BOSTON — Two twentysomething men relaxing at Starbucks in Boston on Monday were having an earnest discussion about the pros and cons of saying "I'm sorry."
"It's OK to apologize," one told the other authoritatively. "But you don't want to overdo it." In his premillennial approach to contrition, groveling is out. Coolness is in.
But what, a bystander wonders, would the two friends have thought of news photos just days earlier showing a Japanese executive, Koji Kitani, facing reporters after Japan's worst nuclear accident? As president of JCO, the firm that operates the fuel plant where a radioactive leak occurred, Mr. Kitani stood before a cluster of microphones and bowed low, his face just six or eight inches above the table.
"We apologize from the bottoms of our hearts," he said.
What a cultural contrast to the prevailing attitude in the United States, where corporate leaders fear that even a hint of contrition in public statements can be taken as an admission of culpability in future lawsuits.
Similarly, Beltway masters of spin control like to hide behind the the pronoun-free statement, "Mistakes were made." This artful construction includes no hint of guilt or remorse and leaves no fingerprints at the scene of the alleged crime. It's as though Eric Segal's classic line, "Love is never having to say you're sorry," has been updated to read, "Politics is never having to say you're sorry."
Yet the US might well have saved a year of national anguish and $47 million - the latest tally of the special prosecutor's bill - if President Clinton had taken a cue from the Japanese by immediately admitting his relationship with Monica Lewinsky and apologizing "from the bottom of his heart."
Feeding the anti-apology movement is a growing American culture of what could be called victimhood, in which early negative influences and relationships are offered as excuses and explanations for later mistakes. Think of Hillary Rodham Clinton telling a reporter from Talk magazine about the battle between her husband's mother and grandmother for four-year-old Bill's affections, as if to offer a rationale for his adult indiscretions.
Still, amid all the apology stonewallers, members of one group - working parents - are apparently in danger of actually overusing the phrase "I'm sorry." Miss Manners says she knows overextended fathers and mothers who believe in apologizing to their children for "absolutely everything."

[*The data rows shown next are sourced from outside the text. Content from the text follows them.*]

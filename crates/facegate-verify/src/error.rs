use crate::catalog::CatalogError;
use facegate_camera::CameraError;
use facegate_vision::VisionError;
use thiserror::Error;

/// Errors surfaced through the session's event channel.
///
/// A below-threshold match is not an error — it arrives as a
/// `VerificationReport { is_match: false }`.
#[derive(Error, Debug)]
pub enum VerifyError {
    /// Camera stream could not be opened; session is denied.
    #[error("camera error: {0}")]
    Camera(#[from] CameraError),
    /// Detection models failed to load; session is denied.
    #[error("model initialization failed: {0}")]
    ModelInit(#[source] VisionError),
    /// Embedding or detection failed during a capture attempt.
    #[error("vision error: {0}")]
    Vision(#[from] VisionError),
    /// Reference-image catalog request failed.
    #[error("catalog error: {0}")]
    Catalog(#[from] CatalogError),
    /// No reference image for the subject could be embedded.
    #[error("no usable reference images for subject {subject}")]
    NoReferenceImages { subject: String },
    /// The live capture contained no detectable face.
    #[error("no face detected in captured photos")]
    NoFaceDetected,
    /// The session task exited before replying.
    #[error("session task exited")]
    SessionClosed,
}
impl Verifier {
    pub fn new(
        analyzer: Arc<dyn FaceAnalyzer>,
        catalog: Arc<dyn ReferenceCatalog>,
        cameras: Arc<dyn CameraSource>,
        config: VerifyConfig,
    ) -> Self {
        Self {
            analyzer,
            catalog,
            cameras,
            config,
        }
    }

    /// Start a verification session for one subject.
    ///
    /// Returns immediately; initialization happens inside the session
    /// task so camera and model failures surface as the `Denied` phase
    /// plus an error event.
    pub fn start_camera(&self, subject: impl Into<String>) -> Session {
        let (cmd_tx, cmd_rx) = mpsc::channel(8);
        let (state_tx, state_rx) = watch::channel(Snapshot::initial());
        let (event_tx, event_rx) = mpsc::channel(4);
        let active = Arc::new(AtomicBool::new(true));

        let actor = SessionActor {
            subject: subject.into(),
            analyzer: self.analyzer.clone(),
            loader: ReferenceLoader::new(self.catalog.clone(), self.analyzer.clone()),
            cameras: self.cameras.clone(),
            config: self.config.clone(),
            cmd_rx,
            state_tx,
            event_tx,
            active: active.clone(),
            source: None,
            buffer: VecDeque::new(),
            face_present: false,
        };
        tokio::spawn(actor.run());

        Session {
            cmd_tx,
            state_rx,
            event_rx,
            active,
        }
    }
}

/// Caller handle for one verification session.
pub struct Session {
    cmd_tx: mpsc::Sender<Command>,
    state_rx: watch::Receiver<Snapshot>,
    event_rx: mpsc::Receiver<SessionEvent>,
    active: Arc<AtomicBool>,
}

impl Session {
    pub fn snapshot(&self) -> Snapshot {
        *self.state_rx.borrow()
    }

    pub fn watch_state(&self) -> watch::Receiver<Snapshot> {
        self.state_rx.clone()
    }

    /// Sample one still from the live stream into the capture buffer.
    ///
    /// Returns `None` when the session has no active stream.
    pub async fn capture_photo(&self) -> Option<CapturedPhoto> {
        let (reply, rx) = oneshot::channel();
        if self
            .cmd_tx
            .send(Command::CapturePhoto { reply })
            .await
            .is_err()
        {
            return None;
        }
        rx.await.unwrap_or(None)
    }

    /// Trigger the multi-shot verification.
    ///
    /// A trigger while no face is present is ignored. The verdict (or
    /// failure) arrives through [`Session::next_event`].
    pub async fn capture_and_verify(&self, photos: Vec<CapturedPhoto>) {
        let _ = self.cmd_tx.send(Command::CaptureAndVerify { photos }).await;
    }

    /// Tear the session down. Idempotent; safe on any phase.
    pub fn stop_camera(&self) {
        self.active.store(false, Ordering::SeqCst);
        let _ = self.cmd_tx.try_send(Command::Stop);
    }

    /// Next result event, or `None` once the session task is gone.
    pub async fn next_event(&mut self) -> Option<SessionEvent> {
        self.event_rx.recv().await
    }
}

impl Drop for Session {
    fn drop(&mut self) {
        self.stop_camera();
    }
}

struct SessionActor {
    subject: String,
    analyzer: Arc<dyn FaceAnalyzer>,
    loader: ReferenceLoader,
    cameras: Arc<dyn CameraSource>,
    config: VerifyConfig,
    cmd_rx: mpsc::Receiver<Command>,
    state_tx: watch::Sender<Snapshot>,
    event_tx: mpsc::Sender<SessionEvent>,
    active: Arc<AtomicBool>,
    source: Option<Box<dyn VideoSource>>,
    buffer: VecDeque<CapturedPhoto>,
    face_present: bool,
}

impl SessionActor {
    async fn run(mut self) {
        // Service initialization: lazy, memoized inside the analyzer.
        let analyzer = self.analyzer.clone();
        match tokio::task::spawn_blocking(move || analyzer.ensure_ready()).await {
            Ok(Ok(())) => {}
            Ok(Err(e)) => return self.deny(VerifyError::ModelInit(e)).await,
            Err(_) => return self.deny(VerifyError::SessionClosed).await,
        }

        // Camera acquisition.
        let cameras = self.cameras.clone();
        let constraints = self.config.constraints();
        match tokio::task::spawn_blocking(move || cameras.acquire(&constraints)).await {
            Ok(Ok(source)) => self.source = Some(source),
            Ok(Err(e)) => return self.deny(VerifyError::Camera(e)).await,
            Err(_) => return self.deny(VerifyError::SessionClosed).await,
        }

        if !self.active.load(Ordering::SeqCst) {
            return self.teardown();
        }

        tracing::info!(subject = %self.subject, "camera live, positioning");
        self.publish(|s| {
            s.phase = Phase::Positioning;
        });

        let mut poll = tokio::time::interval(self.config.poll_interval());
        poll.set_missed_tick_behavior(MissedTickBehavior::Delay);

        loop {
            let turn = tokio::select! {
                biased;
                cmd = self.cmd_rx.recv() => Turn::Command(cmd),
                _ = poll.tick() => Turn::Poll,
            };

            match turn {
                Turn::Command(None) | Turn::Command(Some(Command::Stop)) => break,
                Turn::Command(Some(Command::CapturePhoto { reply })) => {
                    let photo = self.sample_photo().await;
                    let _ = reply.send(photo);
                }
                Turn::Command(Some(Command::CaptureAndVerify { photos })) => {
                    if !self.active.load(Ordering::SeqCst) {
                        break;
                    }
                    if !self.face_present {
                        tracing::debug!(subject = %self.subject, "capture trigger without face presence; ignoring");
                        continue;
                    }
                    self.run_capture(photos).await;
                    break;
                }
                Turn::Poll => {
                    self.poll_presence().await;
                    if !self.active.load(Ordering::SeqCst) {
                        break;
                    }
                }
            }
        }

        self.teardown();
    }

    /// One presence-detection cycle. Ticks are strictly serialized: the
    /// next cycle cannot start until this sample-and-count returns.
    async fn poll_presence(&mut self) {
        let Some(mut source) = self.source.take() else {
            return;
        };
        let analyzer = self.analyzer.clone();

        let joined = tokio::task::spawn_blocking(move || {
            let counted = source
                .sample()
                .map_err(VerifyError::Camera)
                .and_then(|photo| analyzer.face_count(&photo.bytes).map_err(VerifyError::Vision));
            (source, counted)
        })
        .await;

        let Ok((source, counted)) = joined else {
            tracing::debug!("presence poll task failed; continuing");
            return;
        };
        self.source = Some(source);

        // A result that lands after teardown must not drive a transition.
        if !self.active.load(Ordering::SeqCst) {
            return;
        }

        match counted {
            Ok(count) => {
                let present = count == 1;
                self.face_present = present;
                self.publish(|s| {
                    s.face_present = present;
                    s.phase = if present {
                        Phase::Ready
                    } else {
                        Phase::Positioning
                    };
                });
            }
            // Transient: a single failed frame never fails the session.
            Err(e) => tracing::debug!(error = %e, "presence poll failed; continuing"),
        }
    }

    /// Sample one still and append it to the bounded capture buffer.
    async fn sample_photo(&mut self) -> Option<CapturedPhoto> {
        let source = self.source.take()?;
        let joined = tokio::task::spawn_blocking(move || {
            let mut source = source;
            let sampled = source.sample();
            (source, sampled)
        })
        .await;

        let Ok((source, sampled)) = joined else {
            return None;
        };
        self.source = Some(source);

        if !self.active.load(Ordering::SeqCst) {
            return None;
        }

        match sampled {
            Ok(photo) => {
                self.buffer.push_back(photo.clone());
                while self.buffer.len() > self.config.shots_per_verify {
                    self.buffer.pop_front();
                }
                Some(photo)
            }
            Err(e) => {
                tracing::warn!(error = %e, "photo capture failed");
                None
            }
        }
    }

    /// The CAPTURING phase: resolve the burst, match it, report, and end
    /// in a terminal phase.
    async fn run_capture(&mut self, photos: Vec<CapturedPhoto>) {
        self.publish(|s| {
            s.phase = Phase::Capturing;
        });
        let started = Instant::now();

        let mut burst = photos;
        if burst.is_empty() {
            burst = self.buffer.drain(..).collect();
        }
        if burst.is_empty() {
            if let Some(photo) = self.sample_photo().await {
                burst.push(photo);
            }
        }
        tracing::info!(subject = %self.subject, shots = burst.len(), "verifying burst");

        let verify_fut = run_verification(
            self.analyzer.clone(),
            self.loader.clone(),
            self.subject.clone(),
            self.config.match_threshold,
            self.config.require_all_shots,
            burst,
            started,
        );
        tokio::pin!(verify_fut);

        // Fixed-increment progress: the UI gets movement regardless of
        // how long the matcher takes, held at the ceiling until the
        // verdict is real.
        let mut ticker =
            tokio::time::interval_at(tokio::time::Instant::now() + PROGRESS_TICK, PROGRESS_TICK);
        ticker.set_missed_tick_behavior(MissedTickBehavior::Delay);

        let outcome = loop {
            tokio::select! {
                result = &mut verify_fut => break result,
                _ = ticker.tick() => {
                    self.publish(|s| {
                        s.progress = (s.progress + PROGRESS_STEP).min(PROGRESS_CEILING);
                    });
                }
            }
        };

        match outcome {
            Ok(report) => {
                let phase = if report.is_match {
                    Phase::Success
                } else {
                    Phase::Failed
                };
                tracing::info!(
                    subject = %self.subject,
                    is_match = report.is_match,
                    similarity = report.similarity,
                    duration_ms = report.duration_ms,
                    "verification complete"
                );
                self.publish(|s| {
                    s.progress = 100;
                    s.phase = phase;
                });
                let _ = self.event_tx.send(SessionEvent::Completed(report)).await;
            }
            Err(e) => {
                tracing::warn!(subject = %self.subject, error = %e, "verification failed");
                self.publish(|s| {
                    s.progress = 100;
                    s.phase = Phase::Failed;
                });
                let _ = self.event_tx.send(SessionEvent::Error(e)).await;
            }
        }
    }

    async fn deny(mut self, error: VerifyError) {
        tracing::warn!(subject = %self.subject, error = %error, "session denied");
        self.publish(|s| {
            s.phase = Phase::Denied;
        });
        let _ = self.event_tx.send(SessionEvent::Error(error)).await;
        self.teardown();
    }

    /// Release the camera and mark the session inactive. Idempotent and
    /// reached on every exit path; timers die with the task.
    fn teardown(&mut self) {
        self.active.store(false, Ordering::SeqCst);
        if self.source.take().is_some() {
            tracing::debug!(subject = %self.subject, "camera released");
        }
    }

    fn publish(&self, update: impl FnOnce(&mut Snapshot)) {
        self.state_tx.send_if_modified(|snapshot| {
            let before = *snapshot;
            update(snapshot);
            *snapshot != before
        });
    }
}
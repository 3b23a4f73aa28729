use async_trait::async_trait;
use kai_actors::actor::spawn_actor;
use kai_actors::assistant::{dispatch, AssistantActor};
use kai_actors::{AskCmd, Outcome, FALLBACK_MESSAGE};
use kai_common::{KaiError, Result};
use kai_llm::traits::{GenerationConfig, LlmClient, LlmResponse};
use std::sync::atomic::{AtomicUsize, Ordering};
use std::sync::Arc;
use tokio::sync::{oneshot, Notify};
use uuid::Uuid;

/// Answers with a fixed text or fails, counting calls.
struct Scripted {
    answer: Option<String>,
    calls: AtomicUsize,
}

impl Scripted {
    fn ok(text: &str) -> Self {
        Self {
            answer: Some(text.to_string()),
            calls: AtomicUsize::new(0),
        }
    }

    fn failing() -> Self {
        Self {
            answer: None,
            calls: AtomicUsize::new(0),
        }
    }
}

#[async_trait]
impl LlmClient for Scripted {
    async fn generate(&self, _prompt: &str, _config: &GenerationConfig) -> Result<LlmResponse> {
        self.calls.fetch_add(1, Ordering::SeqCst);
        match &self.answer {
            Some(text) => Ok(LlmResponse {
                text: text.clone(),
                model: Some("scripted".into()),
                tokens_used: None,
                finish_reason: None,
            }),
            None => Err(KaiError::Llm("network unreachable".into())),
        }
    }

    fn model_name(&self) -> &str {
        "scripted"
    }
}

/// Holds every call until released.
struct Gated {
    gate: Arc<Notify>,
}

#[async_trait]
impl LlmClient for Gated {
    async fn generate(&self, prompt: &str, _config: &GenerationConfig) -> Result<LlmResponse> {
        self.gate.notified().await;
        Ok(LlmResponse {
            text: format!("echo: {prompt}"),
            model: None,
            tokens_used: None,
            finish_reason: None,
        })
    }

    fn model_name(&self) -> &str {
        "gated"
    }
}

#[tokio::test]
async fn success_text_is_returned_verbatim() {
    let raw = "  # Title\n\nBody text\n\n";
    let client = Scripted::ok(raw);
    let (text, outcome) = dispatch(&client, &GenerationConfig::default(), "q").await;
    assert_eq!(text, raw);
    assert_eq!(outcome, Outcome::Succeeded);
}

#[tokio::test]
async fn failure_becomes_the_fallback_message() {
    let client = Scripted::failing();
    let (text, outcome) = dispatch(&client, &GenerationConfig::default(), "q").await;
    assert_eq!(text, FALLBACK_MESSAGE);
    assert_eq!(text, "Sorry, there was an error generating a response.");
    assert_eq!(outcome, Outcome::Failed);
}

#[tokio::test]
async fn failures_are_not_retried() {
    let client = Arc::new(Scripted::failing());
    let handle = spawn_actor(
        AssistantActor::new(client.clone(), GenerationConfig::default()),
        4,
    );

    let (tx, rx) = oneshot::channel();
    let id = Uuid::new_v4();
    handle
        .addr
        .send(AskCmd {
            id,
            prompt: "hello".into(),
            reply: tx,
        })
        .await
        .ok()
        .expect("mailbox open");

    let reply = rx.await.expect("actor always replies");
    assert_eq!(reply.id, id);
    assert_eq!(reply.outcome, Outcome::Failed);
    assert_eq!(client.calls.load(Ordering::SeqCst), 1);
}

#[tokio::test]
async fn reply_arrives_only_after_the_call_resolves() {
    let gate = Arc::new(Notify::new());
    let handle = spawn_actor(
        AssistantActor::new(
            Arc::new(Gated { gate: gate.clone() }),
            GenerationConfig::default(),
        ),
        4,
    );

    let (tx, mut rx) = oneshot::channel();
    let id = Uuid::new_v4();
    handle
        .addr
        .send(AskCmd {
            id,
            prompt: "ping".into(),
            reply: tx,
        })
        .await
        .ok()
        .expect("mailbox open");

    tokio::task::yield_now().await;
    assert!(rx.try_recv().is_err(), "no reply while the call is pending");

    gate.notify_one();
    let reply = rx.await.expect("reply after release");
    assert_eq!(reply.text, "echo: ping");
    assert_eq!(reply.outcome, Outcome::Succeeded);
}

#[tokio::test]
async fn dropped_receiver_does_not_kill_the_actor() {
    let client = Arc::new(Scripted::ok("fine"));
    let handle = spawn_actor(
        AssistantActor::new(client.clone(), GenerationConfig::default()),
        4,
    );

    let (tx, rx) = oneshot::channel();
    drop(rx);
    handle
        .addr
        .send(AskCmd {
            id: Uuid::new_v4(),
            prompt: "first".into(),
            reply: tx,
        })
        .await
        .ok()
        .expect("mailbox open");

    let (tx, rx) = oneshot::channel();
    handle
        .addr
        .send(AskCmd {
            id: Uuid::new_v4(),
            prompt: "second".into(),
            reply: tx,
        })
        .await
        .ok()
        .expect("mailbox open");
    assert_eq!(rx.await.unwrap().text, "fine");
    assert_eq!(client.calls.load(Ordering::SeqCst), 2);
}
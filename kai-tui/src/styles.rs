use ratatui::style::{Color, Modifier, Style};

pub fn title() -> Style {
    Style::default()
        .fg(Color::Cyan)
        .add_modifier(Modifier::BOLD)
}

pub fn user_header() -> Style {
    Style::default()
        .fg(Color::Cyan)
        .add_modifier(Modifier::BOLD)
}

pub fn user_text() -> Style {
    Style::default().fg(Color::Cyan)
}

pub fn dim() -> Style {
    Style::default().fg(Color::DarkGray)
}

pub fn error() -> Style {
    Style::default().fg(Color::Red).add_modifier(Modifier::BOLD)
}

pub fn busy() -> Style {
    Style::default().fg(Color::Yellow)
}

pub fn ready() -> Style {
    Style::default().fg(Color::Green)
}

pub fn copied() -> Style {
    Style::default()
        .fg(Color::Black)
        .bg(Color::LightGreen)
        .add_modifier(Modifier::BOLD)
}

// markdown

pub fn heading(level: u8) -> Style {
    match level {
        1 => Style::default()
            .fg(Color::LightCyan)
            .add_modifier(Modifier::BOLD | Modifier::UNDERLINED),
        2 => Style::default()
            .fg(Color::Cyan)
            .add_modifier(Modifier::BOLD),
        _ => Style::default()
            .fg(Color::Blue)
            .add_modifier(Modifier::BOLD),
    }
}

pub fn paragraph() -> Style {
    Style::default().fg(Color::White)
}

pub fn bullet() -> Style {
    Style::default().fg(Color::Yellow)
}

pub fn inline_code() -> Style {
    Style::default().fg(Color::LightYellow).bg(Color::Rgb(40, 40, 40))
}

pub fn code_block() -> Style {
    Style::default().fg(Color::Gray).bg(Color::Rgb(30, 30, 30))
}

pub fn quote() -> Style {
    Style::default()
        .fg(Color::Gray)
        .add_modifier(Modifier::ITALIC)
}

pub fn quote_bar() -> Style {
    Style::default().fg(Color::DarkGray)
}

pub fn link() -> Style {
    Style::default()
        .fg(Color::LightBlue)
        .add_modifier(Modifier::UNDERLINED)
}

pub fn image() -> Style {
    Style::default()
        .fg(Color::Magenta)
        .add_modifier(Modifier::ITALIC)
}

pub fn table_header() -> Style {
    Style::default()
        .fg(Color::White)
        .add_modifier(Modifier::BOLD)
}

pub fn table_border() -> Style {
    Style::default().fg(Color::DarkGray)
}
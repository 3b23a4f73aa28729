pub mod clipboard;
mod command;
mod feeders;
pub mod markdown;
pub mod render;
pub mod state;
mod styles;
mod tui;
mod view;

pub use clipboard::{Clipboard, MemoryClipboard, Osc52Clipboard};
pub use command::{Command, parse_command};
pub use feeders::spawn_tui_feeders;
pub use tui::{TuiActor, TuiMsg, install_panic_hook, restore_terminal};
use anyhow::Result;
use tokio::{
    sync::{broadcast, mpsc},
    task::JoinHandle,
};

/// Minimal actor trait. `Self: Sized` avoids object-safety issues when using `Context<Self>`.
#[async_trait::async_trait]
pub trait Actor: Send + Sized + 'static {
    type Msg: Send + 'static;

    /// Handle a single message. Return `Err` to stop the actor.
    async fn handle(&mut self, msg: Self::Msg, ctx: &mut Context<Self>) -> Result<()>;
}

/// Runtime context for an actor instance.
pub struct Context<A: Actor> {
    addr: Addr<A>,
    stop: bool,
}

impl<A: Actor> Context<A> {
    /// Get a clone of this actor's `Addr`, e.g. to hand to a spawned task
    /// that reports back later.
    pub fn addr(&self) -> Addr<A> {
        self.addr.clone()
    }

    /// Request a graceful stop after processing the current message.
    ///
    /// ```
    /// # use anyhow::Result;
    /// # use async_trait::async_trait;
    /// # use kai_actors::actor::{self, Actor, Context};
    /// struct StopOnSecond(u8);
    ///
    /// #[async_trait]
    /// impl Actor for StopOnSecond {
    ///     type Msg = u8;
    ///     async fn handle(&mut self, msg: Self::Msg, ctx: &mut Context<Self>) -> Result<()> {
    ///         self.0 += msg;
    ///         if self.0 >= 2 {
    ///             ctx.stop();
    ///         }
    ///         Ok(())
    ///     }
    /// }
    ///
    /// let rt = tokio::runtime::Runtime::new().unwrap();
    /// rt.block_on(async {
    ///     let actor::ActorHandle { addr, task } = actor::spawn_actor(StopOnSecond(0), 4);
    ///     addr.send(1).await.unwrap();
    ///     addr.send(1).await.unwrap();
    ///     task.await.unwrap().unwrap();
    /// });
    /// ```
    pub fn stop(&mut self) {
        self.stop = true;
    }
}

/// Address for sending messages to an actor.
pub struct Addr<A: Actor>(mpsc::Sender<A::Msg>);

/// Manual Clone to avoid unnecessary bounds on `A`/`A::Msg`.
impl<A: Actor> Clone for Addr<A> {
    fn clone(&self) -> Self {
        Self(self.0.clone())
    }
}

impl<A: Actor> Addr<A> {
    /// Async send; awaits backpressure. Returns the message if the receiver is dropped.
    pub async fn send(&self, msg: A::Msg) -> std::result::Result<(), A::Msg> {
        self.0.send(msg).await.map_err(|e| e.0)
    }

    /// Try to send without waiting. Returns the message if the mailbox is full or closed.
    pub fn try_send(&self, msg: A::Msg) -> std::result::Result<(), A::Msg> {
        self.0.try_send(msg).map_err(|e| e.into_inner())
    }

    /// Bounded mailbox capacity.
    pub fn capacity(&self) -> usize {
        self.0.max_capacity()
    }
}

/// Handle to a running actor task.
pub struct ActorHandle<A: Actor> {
    pub addr: Addr<A>,
    pub task: JoinHandle<anyhow::Result<()>>,
}

/// Spawn an actor with a bounded mailbox.
///
/// Stop conditions:
/// - `handle` returns `Err`
/// - all senders are dropped
/// - `ctx.stop()` is called
/// - the shutdown channel fires (when one is given)
pub fn spawn_actor<A: Actor>(actor: A, capacity: usize) -> ActorHandle<A> {
    spawn_actor_with_shutdown(actor, capacity, None)
}

pub fn spawn_actor_with_shutdown<A: Actor>(
    actor: A,
    capacity: usize,
    shutdown: Option<broadcast::Receiver<()>>,
) -> ActorHandle<A> {
    spawn_actor_reserved::<A>("anonymous", capacity).start_with_shutdown(actor, shutdown)
}

async fn run_loop<A: Actor>(
    mut actor: A,
    mut ctx: Context<A>,
    mut rx: mpsc::Receiver<A::Msg>,
    shutdown: Option<broadcast::Receiver<()>>,
    name: String,
) -> Result<()> {
    let mut shutdown = shutdown;
    loop {
        let next = match shutdown.as_mut() {
            Some(shutdown_rx) => tokio::select! {
                _ = shutdown_rx.recv() => None,
                maybe_msg = rx.recv() => maybe_msg,
            },
            None => rx.recv().await,
        };
        let Some(msg) = next else { break };

        if let Err(e) = actor.handle(msg, &mut ctx).await {
            tracing::error!(target = "kai-actors", actor = %name, error = ?e, "actor returned error; stopping");
            return Err(e);
        }
        if ctx.stop {
            break;
        }
    }
    tracing::debug!(target = "kai-actors", actor = %name, "actor stopped");
    Ok(())
}

/// Reserved spawn: create mailbox+addr now; start the task later.
///
/// Lets two actors hold each other's addresses before either runs.
pub struct Reserved<A: Actor> {
    name: String,
    addr: Addr<A>,
    rx: mpsc::Receiver<A::Msg>,
}

impl<A: Actor> Reserved<A> {
    pub fn name(&self) -> &str {
        &self.name
    }
    pub fn addr(&self) -> Addr<A> {
        self.addr.clone()
    }

    /// Start the actor task using the reserved mailbox.
    ///
    /// ```
    /// # use anyhow::Result;
    /// # use async_trait::async_trait;
    /// # use kai_actors::actor::{self, Actor, Context};
    /// # struct Echo;
    /// # #[async_trait]
    /// # impl Actor for Echo {
    /// #     type Msg = &'static str;
    /// #     async fn handle(&mut self, msg: Self::Msg, ctx: &mut Context<Self>) -> Result<()> {
    /// #         assert_eq!(msg, "ping");
    /// #         ctx.stop();
    /// #         Ok(())
    /// #     }
    /// # }
    /// let rt = tokio::runtime::Runtime::new().unwrap();
    /// rt.block_on(async {
    ///     let reserved = actor::spawn_actor_reserved::<Echo>("echo", 4);
    ///     let addr = reserved.addr();
    ///     let handle = reserved.start(Echo);
    ///     addr.send("ping").await.unwrap();
    ///     drop(addr);
    ///     handle.task.await.unwrap().unwrap();
    /// });
    /// ```
    /// Give up on running a task and take the mailbox itself; the caller
    /// drains it by hand.
    pub fn into_mailbox(self) -> (Addr<A>, mpsc::Receiver<A::Msg>) {
        (self.addr, self.rx)
    }

    pub fn start(self, actor: A) -> ActorHandle<A> {
        self.start_with_shutdown(actor, None)
    }

    pub fn start_with_shutdown(
        self,
        actor: A,
        shutdown: Option<broadcast::Receiver<()>>,
    ) -> ActorHandle<A> {
        let ctx = Context {
            addr: self.addr.clone(),
            stop: false,
        };
        let task = tokio::spawn(run_loop(actor, ctx, self.rx, shutdown, self.name));

        ActorHandle {
            addr: self.addr,
            task,
        }
    }
}

/// Create a named mailbox whose actor is supplied later.
pub fn spawn_actor_reserved<A: Actor>(name: impl Into<String>, capacity: usize) -> Reserved<A> {
    let (tx, rx) = mpsc::channel::<A::Msg>(capacity);
    Reserved {
        name: name.into(),
        addr: Addr(tx),
        rx,
    }
}

#[cfg(test)]
mod tests {
    use super::*;
    use tokio::sync::oneshot;

    struct Summer {
        total: u32,
        done: Option<oneshot::Sender<u32>>,
    }

    #[async_trait::async_trait]
    impl Actor for Summer {
        type Msg = Option<u32>;

        async fn handle(&mut self, msg: Self::Msg, ctx: &mut Context<Self>) -> Result<()> {
            match msg {
                Some(n) => self.total += n,
                None => {
                    if let Some(tx) = self.done.take() {
                        let _ = tx.send(self.total);
                    }
                    ctx.stop();
                }
            }
            Ok(())
        }
    }

    struct Failing;

    #[async_trait::async_trait]
    impl Actor for Failing {
        type Msg = ();
        async fn handle(&mut self, _msg: (), _ctx: &mut Context<Self>) -> Result<()> {
            anyhow::bail!("boom")
        }
    }

    #[tokio::test]
    async fn processes_messages_in_order_then_stops() {
        let (tx, rx) = oneshot::channel();
        let ActorHandle { addr, task } = spawn_actor(
            Summer {
                total: 0,
                done: Some(tx),
            },
            4,
        );
        assert_eq!(addr.capacity(), 4);
        addr.send(Some(2)).await.unwrap();
        addr.send(Some(3)).await.unwrap();
        addr.send(None).await.unwrap();
        assert_eq!(rx.await.unwrap(), 5);
        task.await.unwrap().unwrap();
    }

    #[tokio::test]
    async fn handler_error_stops_the_actor() {
        let ActorHandle { addr, task } = spawn_actor(Failing, 1);
        addr.send(()).await.unwrap();
        assert!(task.await.unwrap().is_err());
    }

    #[tokio::test]
    async fn shutdown_signal_stops_idle_actor() {
        let (shutdown_tx, shutdown_rx) = broadcast::channel(1);
        let handle = spawn_actor_with_shutdown(
            Summer {
                total: 0,
                done: None,
            },
            1,
            Some(shutdown_rx),
        );
        shutdown_tx.send(()).unwrap();
        handle.task.await.unwrap().unwrap();
    }

    #[tokio::test]
    async fn reserved_mailbox_buffers_until_started() {
        let reserved = spawn_actor_reserved::<Summer>("summer", 4);
        assert_eq!(reserved.name(), "summer");
        let addr = reserved.addr();
        addr.try_send(Some(7)).unwrap();

        let (tx, rx) = oneshot::channel();
        let handle = reserved.start(Summer {
            total: 0,
            done: Some(tx),
        });
        addr.send(None).await.unwrap();
        assert_eq!(rx.await.unwrap(), 7);
        handle.task.await.unwrap().unwrap();
    }

    #[tokio::test]
    async fn mailbox_can_be_drained_by_hand() {
        let (addr, mut rx) = spawn_actor_reserved::<Summer>("manual", 1).into_mailbox();
        addr.try_send(Some(1)).unwrap();
        assert!(addr.try_send(Some(2)).is_err(), "capacity is respected");
        assert_eq!(rx.recv().await, Some(Some(1)));
    }
}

Calling this a relatively new phenomenon, she explains that these parents apologize "to the smallest toddlers if the foods they provide ... meet with the displeasure of those discerning diners.... They apologize to schoolchildren if homework or any other outside obligation interferes with such crucial recreation as television watching. They apologize to teenagers for the embarrassment caused by their looking or thinking or behaving like parents."
Most of all, Miss Manners says, parents apologize for working, "for not being available all day, for being tired in the evening, for needing quiet if they have work to do at home ... and for not earning enough to allow the children to spend without limits."
In other circles, those two little words, "I'm sorry" - just seven letters and three short syllables - can be one of the hardest phrases to utter. In its humility it stands as a polar opposite to brazen assertions of self-esteem. Yet properly delivered, a penitent "I'm sorry" can mark the beginning of forgiveness, understanding, and reconciliation, not to mention an acceptance of responsibility for one's actions.
The task for the new millennium will be to strike a balance between those who live boldly by the famous adage, "Never apologize, never explain," and those who meekly revise it to read, "Always apologize, always explain."
To say you're sorry signals you care about somebody else - a nice ceremony for both parties. But who, on either side of an apology, doesn't know the hard truth? In the end, only caring actions can validate polite words.